TASK DETAILS: Check the records below for the word "sent" and state how many lines contain it, replying with the number only.

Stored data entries

+-------+

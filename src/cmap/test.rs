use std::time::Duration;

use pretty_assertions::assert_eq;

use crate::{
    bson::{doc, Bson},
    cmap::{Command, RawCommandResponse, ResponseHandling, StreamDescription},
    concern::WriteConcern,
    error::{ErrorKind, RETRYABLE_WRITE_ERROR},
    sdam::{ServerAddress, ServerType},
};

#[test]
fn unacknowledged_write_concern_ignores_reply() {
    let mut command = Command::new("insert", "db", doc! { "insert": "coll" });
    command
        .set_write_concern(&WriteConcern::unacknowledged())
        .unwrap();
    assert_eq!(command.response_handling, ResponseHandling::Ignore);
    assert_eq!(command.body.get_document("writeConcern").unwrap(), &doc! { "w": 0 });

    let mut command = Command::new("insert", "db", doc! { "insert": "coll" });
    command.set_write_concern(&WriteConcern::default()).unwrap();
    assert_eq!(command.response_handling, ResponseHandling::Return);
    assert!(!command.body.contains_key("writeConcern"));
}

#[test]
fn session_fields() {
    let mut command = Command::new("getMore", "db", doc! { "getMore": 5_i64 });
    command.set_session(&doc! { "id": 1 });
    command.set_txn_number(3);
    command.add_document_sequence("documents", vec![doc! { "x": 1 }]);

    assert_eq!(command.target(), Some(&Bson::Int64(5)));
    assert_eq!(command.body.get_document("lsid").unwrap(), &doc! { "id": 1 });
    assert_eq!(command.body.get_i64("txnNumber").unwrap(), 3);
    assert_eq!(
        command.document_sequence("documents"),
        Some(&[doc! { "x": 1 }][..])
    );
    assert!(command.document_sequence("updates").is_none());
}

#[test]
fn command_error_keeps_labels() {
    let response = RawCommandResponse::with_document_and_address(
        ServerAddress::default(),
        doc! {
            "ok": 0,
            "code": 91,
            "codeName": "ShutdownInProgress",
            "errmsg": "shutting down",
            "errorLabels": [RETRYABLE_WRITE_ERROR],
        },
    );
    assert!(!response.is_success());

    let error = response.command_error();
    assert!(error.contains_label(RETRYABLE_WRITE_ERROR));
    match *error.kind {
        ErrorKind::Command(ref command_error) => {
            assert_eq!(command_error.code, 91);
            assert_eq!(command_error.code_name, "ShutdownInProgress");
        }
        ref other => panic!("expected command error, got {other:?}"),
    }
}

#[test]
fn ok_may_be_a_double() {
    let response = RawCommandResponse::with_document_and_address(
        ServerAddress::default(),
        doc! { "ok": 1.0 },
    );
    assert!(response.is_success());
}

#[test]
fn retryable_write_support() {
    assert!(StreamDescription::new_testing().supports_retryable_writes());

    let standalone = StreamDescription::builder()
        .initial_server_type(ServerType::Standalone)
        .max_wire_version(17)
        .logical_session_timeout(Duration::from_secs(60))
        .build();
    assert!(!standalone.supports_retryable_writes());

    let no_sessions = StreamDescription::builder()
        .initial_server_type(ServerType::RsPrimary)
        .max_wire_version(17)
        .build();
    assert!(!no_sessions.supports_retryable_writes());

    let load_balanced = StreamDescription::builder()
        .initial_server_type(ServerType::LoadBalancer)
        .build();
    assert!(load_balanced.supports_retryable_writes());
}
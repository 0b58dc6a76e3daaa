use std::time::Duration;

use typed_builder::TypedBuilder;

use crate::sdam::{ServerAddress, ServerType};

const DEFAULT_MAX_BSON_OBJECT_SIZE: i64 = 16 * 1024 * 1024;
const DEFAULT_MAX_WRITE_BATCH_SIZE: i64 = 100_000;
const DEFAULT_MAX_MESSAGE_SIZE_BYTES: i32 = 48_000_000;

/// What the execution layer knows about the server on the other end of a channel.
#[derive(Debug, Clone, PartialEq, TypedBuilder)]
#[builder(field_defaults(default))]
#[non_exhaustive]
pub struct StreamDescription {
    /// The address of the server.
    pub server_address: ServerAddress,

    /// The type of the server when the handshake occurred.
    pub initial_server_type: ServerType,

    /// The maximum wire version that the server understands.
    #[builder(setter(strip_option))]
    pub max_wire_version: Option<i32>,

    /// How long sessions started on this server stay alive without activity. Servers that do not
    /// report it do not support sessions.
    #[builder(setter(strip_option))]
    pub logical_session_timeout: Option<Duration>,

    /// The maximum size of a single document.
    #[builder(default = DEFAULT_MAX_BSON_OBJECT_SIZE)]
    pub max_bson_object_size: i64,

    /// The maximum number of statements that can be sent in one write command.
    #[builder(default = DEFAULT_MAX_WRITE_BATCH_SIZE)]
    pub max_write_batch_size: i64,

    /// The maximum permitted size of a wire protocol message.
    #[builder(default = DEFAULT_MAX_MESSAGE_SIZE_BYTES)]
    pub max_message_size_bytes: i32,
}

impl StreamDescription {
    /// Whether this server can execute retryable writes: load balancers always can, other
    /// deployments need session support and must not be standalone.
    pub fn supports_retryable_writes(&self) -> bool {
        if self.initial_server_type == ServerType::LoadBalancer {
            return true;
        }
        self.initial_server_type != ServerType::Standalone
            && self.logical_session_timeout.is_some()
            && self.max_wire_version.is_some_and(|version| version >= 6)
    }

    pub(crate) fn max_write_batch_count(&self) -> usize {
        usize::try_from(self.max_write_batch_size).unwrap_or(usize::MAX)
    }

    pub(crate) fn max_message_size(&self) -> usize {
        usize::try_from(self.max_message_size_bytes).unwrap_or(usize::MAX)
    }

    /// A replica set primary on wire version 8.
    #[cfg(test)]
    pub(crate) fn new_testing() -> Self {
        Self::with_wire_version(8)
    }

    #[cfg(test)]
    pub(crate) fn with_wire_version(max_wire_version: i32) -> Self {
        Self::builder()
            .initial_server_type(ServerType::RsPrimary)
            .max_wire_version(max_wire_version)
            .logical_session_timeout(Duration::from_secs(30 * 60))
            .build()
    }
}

+-------+

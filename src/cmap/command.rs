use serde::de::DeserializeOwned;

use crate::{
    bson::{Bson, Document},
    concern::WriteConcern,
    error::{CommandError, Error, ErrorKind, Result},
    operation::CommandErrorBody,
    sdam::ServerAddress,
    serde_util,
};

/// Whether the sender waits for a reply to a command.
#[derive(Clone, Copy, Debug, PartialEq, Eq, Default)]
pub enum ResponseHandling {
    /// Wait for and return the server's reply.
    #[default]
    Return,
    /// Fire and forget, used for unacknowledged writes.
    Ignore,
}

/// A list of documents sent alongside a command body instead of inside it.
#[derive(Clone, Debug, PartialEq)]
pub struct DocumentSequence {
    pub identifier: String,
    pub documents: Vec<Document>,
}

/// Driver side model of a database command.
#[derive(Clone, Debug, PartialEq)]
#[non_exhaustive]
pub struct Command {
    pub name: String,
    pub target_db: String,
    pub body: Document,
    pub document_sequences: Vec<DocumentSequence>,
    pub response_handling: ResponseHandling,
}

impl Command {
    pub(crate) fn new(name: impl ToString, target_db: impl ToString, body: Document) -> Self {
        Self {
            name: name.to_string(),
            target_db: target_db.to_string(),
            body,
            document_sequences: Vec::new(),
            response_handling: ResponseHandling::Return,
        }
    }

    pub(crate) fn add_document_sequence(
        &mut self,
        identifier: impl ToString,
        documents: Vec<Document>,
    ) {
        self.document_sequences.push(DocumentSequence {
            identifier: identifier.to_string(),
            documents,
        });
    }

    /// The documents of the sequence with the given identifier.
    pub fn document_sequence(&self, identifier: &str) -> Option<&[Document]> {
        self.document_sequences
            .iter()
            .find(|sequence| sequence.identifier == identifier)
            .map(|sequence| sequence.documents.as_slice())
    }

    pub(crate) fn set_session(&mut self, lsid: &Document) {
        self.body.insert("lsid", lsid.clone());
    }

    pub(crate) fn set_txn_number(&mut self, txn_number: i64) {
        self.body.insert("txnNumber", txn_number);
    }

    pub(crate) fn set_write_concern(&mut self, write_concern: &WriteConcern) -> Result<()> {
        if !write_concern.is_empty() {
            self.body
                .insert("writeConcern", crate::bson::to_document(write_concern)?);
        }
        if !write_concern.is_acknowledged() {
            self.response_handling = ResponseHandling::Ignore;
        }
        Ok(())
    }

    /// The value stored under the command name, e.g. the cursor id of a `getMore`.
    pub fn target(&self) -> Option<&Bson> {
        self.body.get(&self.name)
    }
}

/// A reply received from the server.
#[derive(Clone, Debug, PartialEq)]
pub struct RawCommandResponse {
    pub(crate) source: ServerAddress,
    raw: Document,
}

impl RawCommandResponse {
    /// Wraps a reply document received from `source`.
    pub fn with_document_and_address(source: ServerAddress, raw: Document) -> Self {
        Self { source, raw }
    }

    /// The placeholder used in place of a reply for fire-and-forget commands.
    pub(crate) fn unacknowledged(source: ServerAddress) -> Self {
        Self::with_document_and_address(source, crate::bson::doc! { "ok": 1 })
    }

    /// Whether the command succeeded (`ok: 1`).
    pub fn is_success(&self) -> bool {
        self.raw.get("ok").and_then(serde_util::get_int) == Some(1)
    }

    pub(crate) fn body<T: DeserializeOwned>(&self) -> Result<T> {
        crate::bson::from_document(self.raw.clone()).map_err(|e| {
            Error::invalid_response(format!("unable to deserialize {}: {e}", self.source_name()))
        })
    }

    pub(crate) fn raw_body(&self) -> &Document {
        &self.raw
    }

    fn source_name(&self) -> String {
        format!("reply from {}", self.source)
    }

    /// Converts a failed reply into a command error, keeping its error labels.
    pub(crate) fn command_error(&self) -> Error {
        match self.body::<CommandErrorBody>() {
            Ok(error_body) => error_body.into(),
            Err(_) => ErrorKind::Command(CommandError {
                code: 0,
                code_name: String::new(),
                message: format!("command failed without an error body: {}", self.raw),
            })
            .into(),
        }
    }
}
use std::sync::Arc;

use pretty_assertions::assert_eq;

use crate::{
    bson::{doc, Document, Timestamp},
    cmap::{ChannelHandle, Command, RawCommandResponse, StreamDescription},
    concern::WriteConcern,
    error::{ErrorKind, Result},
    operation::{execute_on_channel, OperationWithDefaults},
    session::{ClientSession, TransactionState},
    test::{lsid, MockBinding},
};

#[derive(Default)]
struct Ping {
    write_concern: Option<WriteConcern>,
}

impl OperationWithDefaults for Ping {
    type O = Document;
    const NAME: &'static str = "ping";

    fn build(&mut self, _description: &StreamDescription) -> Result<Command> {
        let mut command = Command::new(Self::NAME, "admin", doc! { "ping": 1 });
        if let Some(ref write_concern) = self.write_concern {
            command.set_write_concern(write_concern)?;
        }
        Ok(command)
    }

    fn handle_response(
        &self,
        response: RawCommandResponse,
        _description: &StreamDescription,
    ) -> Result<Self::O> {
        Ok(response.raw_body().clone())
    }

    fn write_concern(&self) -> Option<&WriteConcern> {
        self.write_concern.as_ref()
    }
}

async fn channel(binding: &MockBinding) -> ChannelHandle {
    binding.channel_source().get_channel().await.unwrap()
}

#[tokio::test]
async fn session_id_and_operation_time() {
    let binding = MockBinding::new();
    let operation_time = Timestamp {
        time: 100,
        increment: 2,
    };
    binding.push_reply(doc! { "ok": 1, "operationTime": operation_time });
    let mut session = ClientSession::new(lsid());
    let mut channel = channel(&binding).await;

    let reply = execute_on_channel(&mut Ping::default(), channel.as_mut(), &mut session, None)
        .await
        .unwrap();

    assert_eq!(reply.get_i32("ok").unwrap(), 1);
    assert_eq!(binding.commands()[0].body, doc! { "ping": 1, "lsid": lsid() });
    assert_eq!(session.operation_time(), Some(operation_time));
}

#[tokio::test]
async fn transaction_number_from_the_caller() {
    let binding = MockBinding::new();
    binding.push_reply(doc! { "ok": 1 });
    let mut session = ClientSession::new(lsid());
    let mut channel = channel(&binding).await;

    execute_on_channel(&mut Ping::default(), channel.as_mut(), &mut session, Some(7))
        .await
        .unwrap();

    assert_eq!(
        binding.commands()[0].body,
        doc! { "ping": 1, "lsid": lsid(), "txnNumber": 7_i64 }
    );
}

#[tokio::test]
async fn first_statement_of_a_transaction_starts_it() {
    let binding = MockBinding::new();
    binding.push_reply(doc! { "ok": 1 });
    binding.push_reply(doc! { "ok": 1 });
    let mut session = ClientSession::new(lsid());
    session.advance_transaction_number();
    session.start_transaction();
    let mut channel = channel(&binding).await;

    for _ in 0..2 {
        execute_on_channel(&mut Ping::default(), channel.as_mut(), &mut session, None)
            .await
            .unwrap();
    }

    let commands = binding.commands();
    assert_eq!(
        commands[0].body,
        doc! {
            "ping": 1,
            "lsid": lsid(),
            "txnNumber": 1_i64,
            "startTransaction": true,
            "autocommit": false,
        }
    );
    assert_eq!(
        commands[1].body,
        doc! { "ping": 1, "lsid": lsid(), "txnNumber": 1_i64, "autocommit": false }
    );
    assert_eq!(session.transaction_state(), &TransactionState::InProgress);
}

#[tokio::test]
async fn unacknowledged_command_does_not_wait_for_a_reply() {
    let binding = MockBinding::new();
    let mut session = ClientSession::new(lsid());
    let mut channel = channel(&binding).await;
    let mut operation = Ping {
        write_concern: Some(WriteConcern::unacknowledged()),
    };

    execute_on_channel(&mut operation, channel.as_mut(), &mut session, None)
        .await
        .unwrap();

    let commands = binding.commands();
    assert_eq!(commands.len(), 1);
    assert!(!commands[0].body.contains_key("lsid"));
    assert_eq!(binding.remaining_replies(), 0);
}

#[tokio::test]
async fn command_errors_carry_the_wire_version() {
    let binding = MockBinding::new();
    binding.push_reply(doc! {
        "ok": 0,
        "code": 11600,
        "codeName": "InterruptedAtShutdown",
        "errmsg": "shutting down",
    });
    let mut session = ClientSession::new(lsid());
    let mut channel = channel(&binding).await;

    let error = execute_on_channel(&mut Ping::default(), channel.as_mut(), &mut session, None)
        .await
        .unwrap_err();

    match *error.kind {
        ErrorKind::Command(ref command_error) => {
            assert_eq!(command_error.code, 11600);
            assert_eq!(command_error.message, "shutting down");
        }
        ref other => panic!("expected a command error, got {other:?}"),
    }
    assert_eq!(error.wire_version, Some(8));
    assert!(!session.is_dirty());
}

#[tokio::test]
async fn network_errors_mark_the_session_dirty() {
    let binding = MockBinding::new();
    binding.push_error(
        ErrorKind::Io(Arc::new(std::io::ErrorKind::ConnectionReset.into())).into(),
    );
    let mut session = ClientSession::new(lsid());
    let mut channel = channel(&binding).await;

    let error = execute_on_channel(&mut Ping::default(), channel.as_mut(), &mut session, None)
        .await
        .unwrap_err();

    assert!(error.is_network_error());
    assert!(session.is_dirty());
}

+-------+

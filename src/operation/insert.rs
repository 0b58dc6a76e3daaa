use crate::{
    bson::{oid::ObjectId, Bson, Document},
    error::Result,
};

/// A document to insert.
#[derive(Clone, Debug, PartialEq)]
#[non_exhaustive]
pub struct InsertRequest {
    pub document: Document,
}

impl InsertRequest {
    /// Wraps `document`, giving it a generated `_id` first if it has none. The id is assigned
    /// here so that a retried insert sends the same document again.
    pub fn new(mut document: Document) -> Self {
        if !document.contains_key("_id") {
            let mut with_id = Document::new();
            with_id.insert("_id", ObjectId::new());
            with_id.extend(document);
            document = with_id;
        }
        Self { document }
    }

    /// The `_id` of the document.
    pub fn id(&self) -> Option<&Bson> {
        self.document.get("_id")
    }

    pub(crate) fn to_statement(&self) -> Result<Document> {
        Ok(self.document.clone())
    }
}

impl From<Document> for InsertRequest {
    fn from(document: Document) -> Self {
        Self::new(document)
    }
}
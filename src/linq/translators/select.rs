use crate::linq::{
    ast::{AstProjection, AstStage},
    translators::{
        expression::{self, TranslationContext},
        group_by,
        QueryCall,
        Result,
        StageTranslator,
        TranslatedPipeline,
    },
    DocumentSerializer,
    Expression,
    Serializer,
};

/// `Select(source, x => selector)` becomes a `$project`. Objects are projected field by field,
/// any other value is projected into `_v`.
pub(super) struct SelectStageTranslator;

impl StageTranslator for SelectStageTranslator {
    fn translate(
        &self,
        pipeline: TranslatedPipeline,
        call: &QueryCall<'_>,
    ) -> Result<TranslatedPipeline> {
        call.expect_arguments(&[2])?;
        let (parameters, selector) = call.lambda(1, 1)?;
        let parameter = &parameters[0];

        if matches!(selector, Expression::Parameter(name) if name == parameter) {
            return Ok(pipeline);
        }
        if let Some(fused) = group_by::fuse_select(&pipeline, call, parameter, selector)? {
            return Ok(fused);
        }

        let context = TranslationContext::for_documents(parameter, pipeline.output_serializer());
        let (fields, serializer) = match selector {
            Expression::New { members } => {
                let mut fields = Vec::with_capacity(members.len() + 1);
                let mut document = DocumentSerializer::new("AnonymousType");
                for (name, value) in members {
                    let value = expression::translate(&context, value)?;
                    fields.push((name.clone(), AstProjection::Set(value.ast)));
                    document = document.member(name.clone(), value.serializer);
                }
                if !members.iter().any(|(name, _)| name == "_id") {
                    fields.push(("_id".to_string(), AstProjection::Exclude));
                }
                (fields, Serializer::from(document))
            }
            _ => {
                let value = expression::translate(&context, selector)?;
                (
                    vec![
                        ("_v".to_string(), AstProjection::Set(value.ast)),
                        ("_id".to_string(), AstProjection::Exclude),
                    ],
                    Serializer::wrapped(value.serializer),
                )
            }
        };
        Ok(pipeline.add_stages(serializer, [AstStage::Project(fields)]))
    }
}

+-------+

TASK OUTPUT: 2